┌─ Extracted information

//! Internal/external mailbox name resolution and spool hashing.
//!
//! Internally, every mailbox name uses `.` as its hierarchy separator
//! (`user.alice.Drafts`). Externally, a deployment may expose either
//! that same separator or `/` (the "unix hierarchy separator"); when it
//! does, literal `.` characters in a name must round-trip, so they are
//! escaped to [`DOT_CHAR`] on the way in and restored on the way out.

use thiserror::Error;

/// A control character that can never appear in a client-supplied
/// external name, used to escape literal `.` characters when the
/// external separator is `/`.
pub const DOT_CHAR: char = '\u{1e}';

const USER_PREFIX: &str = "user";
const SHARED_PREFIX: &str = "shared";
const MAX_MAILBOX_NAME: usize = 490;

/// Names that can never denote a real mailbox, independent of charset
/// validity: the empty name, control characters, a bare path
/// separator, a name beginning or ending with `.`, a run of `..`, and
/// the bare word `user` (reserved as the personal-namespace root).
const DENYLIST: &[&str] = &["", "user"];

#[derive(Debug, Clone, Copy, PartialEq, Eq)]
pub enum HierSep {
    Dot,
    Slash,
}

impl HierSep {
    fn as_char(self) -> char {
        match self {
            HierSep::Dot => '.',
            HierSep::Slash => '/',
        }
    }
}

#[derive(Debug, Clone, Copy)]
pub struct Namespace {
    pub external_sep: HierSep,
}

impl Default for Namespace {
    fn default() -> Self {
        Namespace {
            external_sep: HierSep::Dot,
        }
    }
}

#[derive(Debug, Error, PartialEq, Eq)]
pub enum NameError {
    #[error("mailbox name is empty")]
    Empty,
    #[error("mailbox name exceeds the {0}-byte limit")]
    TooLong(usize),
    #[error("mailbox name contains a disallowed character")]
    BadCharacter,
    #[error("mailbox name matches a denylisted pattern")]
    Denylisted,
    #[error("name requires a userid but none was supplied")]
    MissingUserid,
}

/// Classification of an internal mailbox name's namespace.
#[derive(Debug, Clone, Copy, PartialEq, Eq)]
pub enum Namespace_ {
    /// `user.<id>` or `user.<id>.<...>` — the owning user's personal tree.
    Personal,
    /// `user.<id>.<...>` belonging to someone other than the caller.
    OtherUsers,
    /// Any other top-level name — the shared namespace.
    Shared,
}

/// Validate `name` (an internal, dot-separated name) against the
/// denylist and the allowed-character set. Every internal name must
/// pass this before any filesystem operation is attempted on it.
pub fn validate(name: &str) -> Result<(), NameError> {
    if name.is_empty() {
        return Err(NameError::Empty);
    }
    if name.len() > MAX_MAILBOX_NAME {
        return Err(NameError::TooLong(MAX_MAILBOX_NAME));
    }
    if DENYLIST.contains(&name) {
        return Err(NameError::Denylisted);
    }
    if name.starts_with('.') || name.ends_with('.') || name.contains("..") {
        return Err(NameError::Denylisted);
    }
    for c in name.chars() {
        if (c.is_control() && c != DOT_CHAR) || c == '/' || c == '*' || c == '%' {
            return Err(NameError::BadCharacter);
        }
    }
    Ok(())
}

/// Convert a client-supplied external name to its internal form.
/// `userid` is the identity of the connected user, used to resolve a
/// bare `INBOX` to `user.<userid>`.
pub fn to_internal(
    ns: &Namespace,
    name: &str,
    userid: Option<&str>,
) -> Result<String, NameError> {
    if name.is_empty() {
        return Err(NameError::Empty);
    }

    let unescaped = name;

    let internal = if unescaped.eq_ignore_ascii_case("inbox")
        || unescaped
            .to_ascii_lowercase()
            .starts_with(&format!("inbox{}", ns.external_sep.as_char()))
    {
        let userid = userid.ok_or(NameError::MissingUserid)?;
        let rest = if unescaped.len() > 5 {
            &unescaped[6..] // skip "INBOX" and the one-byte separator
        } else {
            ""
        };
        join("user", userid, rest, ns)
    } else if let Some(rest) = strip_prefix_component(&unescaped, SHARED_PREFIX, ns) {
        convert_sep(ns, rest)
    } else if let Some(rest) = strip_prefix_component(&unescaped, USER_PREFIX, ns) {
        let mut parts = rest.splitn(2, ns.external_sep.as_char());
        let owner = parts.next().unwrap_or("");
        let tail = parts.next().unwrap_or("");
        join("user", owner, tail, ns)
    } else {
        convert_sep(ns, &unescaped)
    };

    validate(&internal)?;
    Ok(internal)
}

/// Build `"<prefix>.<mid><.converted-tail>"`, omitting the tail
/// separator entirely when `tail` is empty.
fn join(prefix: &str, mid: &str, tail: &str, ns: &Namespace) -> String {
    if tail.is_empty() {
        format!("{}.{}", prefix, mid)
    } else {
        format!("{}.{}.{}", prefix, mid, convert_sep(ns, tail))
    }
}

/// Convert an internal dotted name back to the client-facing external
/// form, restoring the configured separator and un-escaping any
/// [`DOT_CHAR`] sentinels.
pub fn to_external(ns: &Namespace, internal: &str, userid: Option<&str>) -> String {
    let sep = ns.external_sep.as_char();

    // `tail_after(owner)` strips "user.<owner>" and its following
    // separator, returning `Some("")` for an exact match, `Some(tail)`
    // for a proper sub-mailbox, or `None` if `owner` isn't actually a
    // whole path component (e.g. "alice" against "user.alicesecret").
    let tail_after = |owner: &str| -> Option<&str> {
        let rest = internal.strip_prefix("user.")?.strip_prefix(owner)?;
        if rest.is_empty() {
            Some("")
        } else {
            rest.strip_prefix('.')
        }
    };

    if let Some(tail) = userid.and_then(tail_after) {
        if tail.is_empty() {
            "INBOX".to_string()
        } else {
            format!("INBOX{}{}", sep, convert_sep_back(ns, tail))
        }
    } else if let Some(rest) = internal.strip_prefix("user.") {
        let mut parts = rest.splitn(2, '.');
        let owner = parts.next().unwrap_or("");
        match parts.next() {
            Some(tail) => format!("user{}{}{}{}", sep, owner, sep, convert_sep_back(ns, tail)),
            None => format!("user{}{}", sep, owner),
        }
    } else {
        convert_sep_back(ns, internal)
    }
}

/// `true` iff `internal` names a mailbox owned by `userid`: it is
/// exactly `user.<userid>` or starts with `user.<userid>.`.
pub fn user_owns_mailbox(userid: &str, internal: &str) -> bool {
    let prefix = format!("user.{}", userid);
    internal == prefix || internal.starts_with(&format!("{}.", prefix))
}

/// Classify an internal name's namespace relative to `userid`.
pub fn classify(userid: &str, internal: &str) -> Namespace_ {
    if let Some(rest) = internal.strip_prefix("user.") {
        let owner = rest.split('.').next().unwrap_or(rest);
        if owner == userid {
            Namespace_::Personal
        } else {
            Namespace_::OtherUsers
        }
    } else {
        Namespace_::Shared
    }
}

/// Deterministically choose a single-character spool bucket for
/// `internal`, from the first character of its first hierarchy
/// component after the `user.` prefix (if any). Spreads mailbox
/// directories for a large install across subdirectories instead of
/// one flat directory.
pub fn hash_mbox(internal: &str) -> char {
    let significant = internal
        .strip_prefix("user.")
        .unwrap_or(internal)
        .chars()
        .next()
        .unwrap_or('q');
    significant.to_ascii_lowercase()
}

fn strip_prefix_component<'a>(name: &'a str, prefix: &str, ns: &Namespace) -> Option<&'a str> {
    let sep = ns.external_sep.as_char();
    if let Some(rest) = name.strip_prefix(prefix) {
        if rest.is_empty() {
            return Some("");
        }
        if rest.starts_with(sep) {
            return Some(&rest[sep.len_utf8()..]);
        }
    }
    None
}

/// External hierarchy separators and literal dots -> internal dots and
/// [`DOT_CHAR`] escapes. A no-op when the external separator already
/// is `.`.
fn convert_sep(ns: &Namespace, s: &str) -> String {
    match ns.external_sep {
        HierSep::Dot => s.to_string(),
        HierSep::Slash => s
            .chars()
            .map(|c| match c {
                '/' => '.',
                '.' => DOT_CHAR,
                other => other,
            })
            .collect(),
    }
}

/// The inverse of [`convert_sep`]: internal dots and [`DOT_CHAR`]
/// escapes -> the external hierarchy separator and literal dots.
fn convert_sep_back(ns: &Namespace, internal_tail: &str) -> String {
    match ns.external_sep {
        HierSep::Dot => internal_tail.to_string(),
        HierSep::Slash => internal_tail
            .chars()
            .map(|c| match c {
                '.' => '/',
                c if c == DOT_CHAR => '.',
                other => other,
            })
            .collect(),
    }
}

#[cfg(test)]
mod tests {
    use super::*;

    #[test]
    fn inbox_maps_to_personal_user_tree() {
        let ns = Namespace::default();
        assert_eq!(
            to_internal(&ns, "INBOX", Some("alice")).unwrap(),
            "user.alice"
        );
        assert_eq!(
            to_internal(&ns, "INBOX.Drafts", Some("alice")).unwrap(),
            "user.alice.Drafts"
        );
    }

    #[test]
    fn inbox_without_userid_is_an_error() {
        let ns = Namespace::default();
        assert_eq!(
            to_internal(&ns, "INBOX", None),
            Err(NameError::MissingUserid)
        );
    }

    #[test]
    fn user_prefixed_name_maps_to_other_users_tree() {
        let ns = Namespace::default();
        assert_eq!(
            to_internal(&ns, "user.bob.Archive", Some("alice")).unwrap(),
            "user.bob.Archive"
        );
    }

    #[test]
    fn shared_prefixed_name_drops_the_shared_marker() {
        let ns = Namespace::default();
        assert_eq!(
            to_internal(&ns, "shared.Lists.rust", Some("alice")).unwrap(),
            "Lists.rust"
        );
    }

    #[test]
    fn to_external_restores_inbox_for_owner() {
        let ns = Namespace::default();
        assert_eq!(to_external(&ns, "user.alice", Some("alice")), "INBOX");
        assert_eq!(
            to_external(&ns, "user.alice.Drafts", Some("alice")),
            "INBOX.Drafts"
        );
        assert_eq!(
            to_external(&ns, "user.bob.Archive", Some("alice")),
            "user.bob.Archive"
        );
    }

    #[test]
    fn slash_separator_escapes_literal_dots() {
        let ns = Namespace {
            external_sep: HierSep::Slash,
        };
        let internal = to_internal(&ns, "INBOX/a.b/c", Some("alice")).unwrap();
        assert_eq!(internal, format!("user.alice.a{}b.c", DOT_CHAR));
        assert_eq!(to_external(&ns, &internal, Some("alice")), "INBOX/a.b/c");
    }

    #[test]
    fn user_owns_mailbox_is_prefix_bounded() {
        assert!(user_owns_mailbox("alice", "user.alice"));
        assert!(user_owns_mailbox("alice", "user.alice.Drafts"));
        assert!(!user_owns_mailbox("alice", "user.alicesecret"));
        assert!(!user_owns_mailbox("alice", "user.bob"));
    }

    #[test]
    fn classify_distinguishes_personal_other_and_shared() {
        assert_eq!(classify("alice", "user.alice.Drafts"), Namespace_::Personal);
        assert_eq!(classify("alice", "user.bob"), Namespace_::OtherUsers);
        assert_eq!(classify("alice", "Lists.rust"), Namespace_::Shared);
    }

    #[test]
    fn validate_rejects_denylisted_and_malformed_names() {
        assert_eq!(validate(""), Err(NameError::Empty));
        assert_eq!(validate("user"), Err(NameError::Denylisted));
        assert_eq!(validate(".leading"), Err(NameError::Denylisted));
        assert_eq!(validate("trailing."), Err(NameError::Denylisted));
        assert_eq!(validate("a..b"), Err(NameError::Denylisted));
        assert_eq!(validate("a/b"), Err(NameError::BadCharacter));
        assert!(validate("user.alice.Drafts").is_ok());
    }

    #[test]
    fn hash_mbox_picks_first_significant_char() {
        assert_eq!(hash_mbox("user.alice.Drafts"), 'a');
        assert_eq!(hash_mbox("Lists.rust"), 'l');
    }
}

└─

▶ Work required:
All lines that contain the word "enum" should be copied from the listing.

▶ Output:
pub enum HierSep {
pub enum NameError {
pub enum Namespace_ {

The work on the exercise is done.